Task brief. Gather up every line from the entries below that uses the word "crates".
:::::
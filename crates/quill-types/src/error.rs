use thiserror::Error;

/// Errors produced when decoding an external identifier string.
#[derive(Debug, Error, PartialEq, Eq)]
pub enum IdError {
    #[error("invalid hex in identifier: {0}")]
    InvalidHex(String),

    #[error("invalid identifier length: expected {expected} hex characters, got {actual}")]
    InvalidLength { expected: usize, actual: usize },
}
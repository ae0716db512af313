use std::path::PathBuf;

use colored::Colorize;

use quill_server::{BlogServer, ServerConfig};

use crate::cli::{Cli, Command, ConfigArgs, ServeArgs};

pub async fn run_command(cli: Cli) -> anyhow::Result<()> {
    match cli.command {
        Command::Serve(args) => cmd_serve(args).await,
        Command::Config(args) => cmd_config(args),
    }
}

fn load_config(path: Option<&PathBuf>) -> anyhow::Result<ServerConfig> {
    match path {
        Some(path) => Ok(ServerConfig::load(path)?),
        None => Ok(ServerConfig::default()),
    }
}

async fn cmd_serve(args: ServeArgs) -> anyhow::Result<()> {
    let mut config = load_config(args.config.as_ref())?;
    if let Some(bind) = args.bind {
        config.bind_addr = bind;
    }
    println!(
        "{} quill blog on {}",
        "✓".green().bold(),
        config.bind_addr.to_string().bold()
    );
    BlogServer::new(config).serve().await?;
    Ok(())
}

fn cmd_config(args: ConfigArgs) -> anyhow::Result<()> {
    let config = load_config(args.config.as_ref())?;
    println!("{}", config.to_toml()?);
    Ok(())
}
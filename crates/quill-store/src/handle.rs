use std::sync::{Arc, OnceLock};

use serde::{Deserialize, Serialize};

use quill_types::DocumentId;

use crate::document::Document;
use crate::error::{StoreError, StoreResult};
use crate::filter::Filter;
use crate::memory::InMemoryDocumentStore;
use crate::projection::Projection;
use crate::traits::DocumentStore;

/// Store connection settings.
#[derive(Clone, Debug, Serialize, Deserialize, PartialEq)]
pub struct StoreConfig {
    /// Backend endpoint; the scheme selects the backend (`memory:`).
    pub endpoint: String,
    /// Name of the logical database to select.
    pub database: String,
}

impl Default for StoreConfig {
    fn default() -> Self {
        Self {
            endpoint: "memory:".to_string(),
            database: "blog".to_string(),
        }
    }
}

/// Connect-once handle to a document store.
///
/// Constructed empty at process start, connected exactly once during
/// startup, and read-only afterwards. [`database`] fails with
/// [`StoreError::NotConnected`] until [`connect`] has completed; callers
/// treat that as fatal.
///
/// [`connect`]: StoreHandle::connect
/// [`database`]: StoreHandle::database
#[derive(Debug, Default)]
pub struct StoreHandle {
    database: OnceLock<Database>,
}

impl StoreHandle {
    /// A handle with no connection yet.
    pub fn new() -> Self {
        Self::default()
    }

    /// Establish the connection and select the configured logical database.
    ///
    /// A second call fails with [`StoreError::AlreadyConnected`] rather than
    /// opening another connection.
    pub async fn connect(&self, config: &StoreConfig) -> StoreResult<()> {
        let backend = open_backend(&config.endpoint)?;
        let database = Database::new(&config.database, backend);
        self.database
            .set(database)
            .map_err(|_| StoreError::AlreadyConnected)?;
        tracing::debug!(endpoint = %config.endpoint, database = %config.database, "store connected");
        Ok(())
    }

    /// The selected database, once connected.
    pub fn database(&self) -> StoreResult<&Database> {
        self.database.get().ok_or(StoreError::NotConnected)
    }
}

fn open_backend(endpoint: &str) -> StoreResult<Arc<dyn DocumentStore>> {
    match endpoint.split(':').next() {
        Some("memory") => Ok(Arc::new(InMemoryDocumentStore::new())),
        _ => Err(StoreError::Unsupported(endpoint.to_string())),
    }
}

/// One logical database inside a connected store.
///
/// Cheap to clone; clones share the backend connection.
#[derive(Clone)]
pub struct Database {
    name: Arc<str>,
    backend: Arc<dyn DocumentStore>,
}

impl Database {
    /// A database over an already-open backend.
    pub fn new(name: &str, backend: Arc<dyn DocumentStore>) -> Self {
        Self {
            name: name.into(),
            backend,
        }
    }

    /// An in-memory database, for tests and embedded use.
    pub fn in_memory(name: &str) -> Self {
        Self::new(name, Arc::new(InMemoryDocumentStore::new()))
    }

    pub fn name(&self) -> &str {
        &self.name
    }

    /// A named collection within this database.
    pub fn collection(&self, name: &str) -> Collection {
        Collection {
            name: name.to_string(),
            backend: Arc::clone(&self.backend),
        }
    }
}

impl std::fmt::Debug for Database {
    fn fmt(&self, f: &mut std::fmt::Formatter<'_>) -> std::fmt::Result {
        f.debug_struct("Database").field("name", &self.name).finish()
    }
}

/// A named collection; forwards each operation to the backend.
#[derive(Clone)]
pub struct Collection {
    name: String,
    backend: Arc<dyn DocumentStore>,
}

impl Collection {
    pub fn name(&self) -> &str {
        &self.name
    }

    pub async fn find(&self, filter: &Filter, projection: &Projection) -> StoreResult<Vec<Document>> {
        self.backend.find(&self.name, filter, projection).await
    }

    pub async fn find_one(
        &self,
        filter: &Filter,
        projection: &Projection,
    ) -> StoreResult<Option<Document>> {
        self.backend.find_one(&self.name, filter, projection).await
    }

    pub async fn insert_one(&self, document: Document) -> StoreResult<DocumentId> {
        self.backend.insert_one(&self.name, document).await
    }

    pub async fn update_one(&self, filter: &Filter, set: Document) -> StoreResult<bool> {
        self.backend.update_one(&self.name, filter, set).await
    }

    pub async fn delete_one(&self, filter: &Filter) -> StoreResult<bool> {
        self.backend.delete_one(&self.name, filter).await
    }
}

impl std::fmt::Debug for Collection {
    fn fmt(&self, f: &mut std::fmt::Formatter<'_>) -> std::fmt::Result {
        f.debug_struct("Collection").field("name", &self.name).finish()
    }
}
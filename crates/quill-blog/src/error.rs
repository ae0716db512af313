use thiserror::Error;

use quill_store::StoreError;
use quill_types::{DocumentId, IdError};

/// Errors from blog repository operations.
#[derive(Debug, Error)]
pub enum BlogError {
    /// An external id string is not a well-formed identifier. Raised before
    /// any store query; the addressed resource cannot exist.
    #[error("invalid identifier: {0}")]
    InvalidIdentifier(#[from] IdError),

    /// A well-formed id matched no document.
    #[error("no matching document")]
    NotFound,

    /// Post creation referenced an author that does not exist.
    #[error("unknown author: {0}")]
    UnknownAuthor(DocumentId),

    /// Transport or query failure in the store.
    #[error("store error: {0}")]
    Store(#[from] StoreError),
}

/// Result alias for blog repository operations.
pub type BlogResult<T> = Result<T, BlogError>;
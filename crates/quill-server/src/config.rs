use std::net::SocketAddr;
use std::path::Path;

use serde::{Deserialize, Serialize};

use quill_blog::NewAuthor;
use quill_store::StoreConfig;

use crate::error::{ServerError, ServerResult};

#[derive(Clone, Debug, Serialize, Deserialize, PartialEq)]
#[serde(default)]
pub struct ServerConfig {
    pub bind_addr: SocketAddr,
    pub store: StoreConfig,
    /// Authors inserted at startup when the `authors` collection is empty.
    /// The blog itself never creates authors.
    pub authors: Vec<NewAuthor>,
}

impl Default for ServerConfig {
    fn default() -> Self {
        Self {
            bind_addr: "127.0.0.1:3000".parse().expect("valid literal"),
            store: StoreConfig::default(),
            authors: Vec::new(),
        }
    }
}

impl ServerConfig {
    /// Load configuration from a TOML file. Absent keys fall back to the
    /// defaults.
    pub fn load(path: &Path) -> ServerResult<Self> {
        let raw = std::fs::read_to_string(path)?;
        toml::from_str(&raw).map_err(|e| ServerError::Config(e.to_string()))
    }

    /// The effective configuration rendered as TOML.
    pub fn to_toml(&self) -> ServerResult<String> {
        toml::to_string_pretty(self).map_err(|e| ServerError::Config(e.to_string()))
    }
}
:::::
Answer to the exercise.
filename crates/quill-types/src/error.rs
filename crates/quill-store/src/handle.rs
filename crates/quill-blog/src/error.rs
filename crates/quill-server/src/config.rs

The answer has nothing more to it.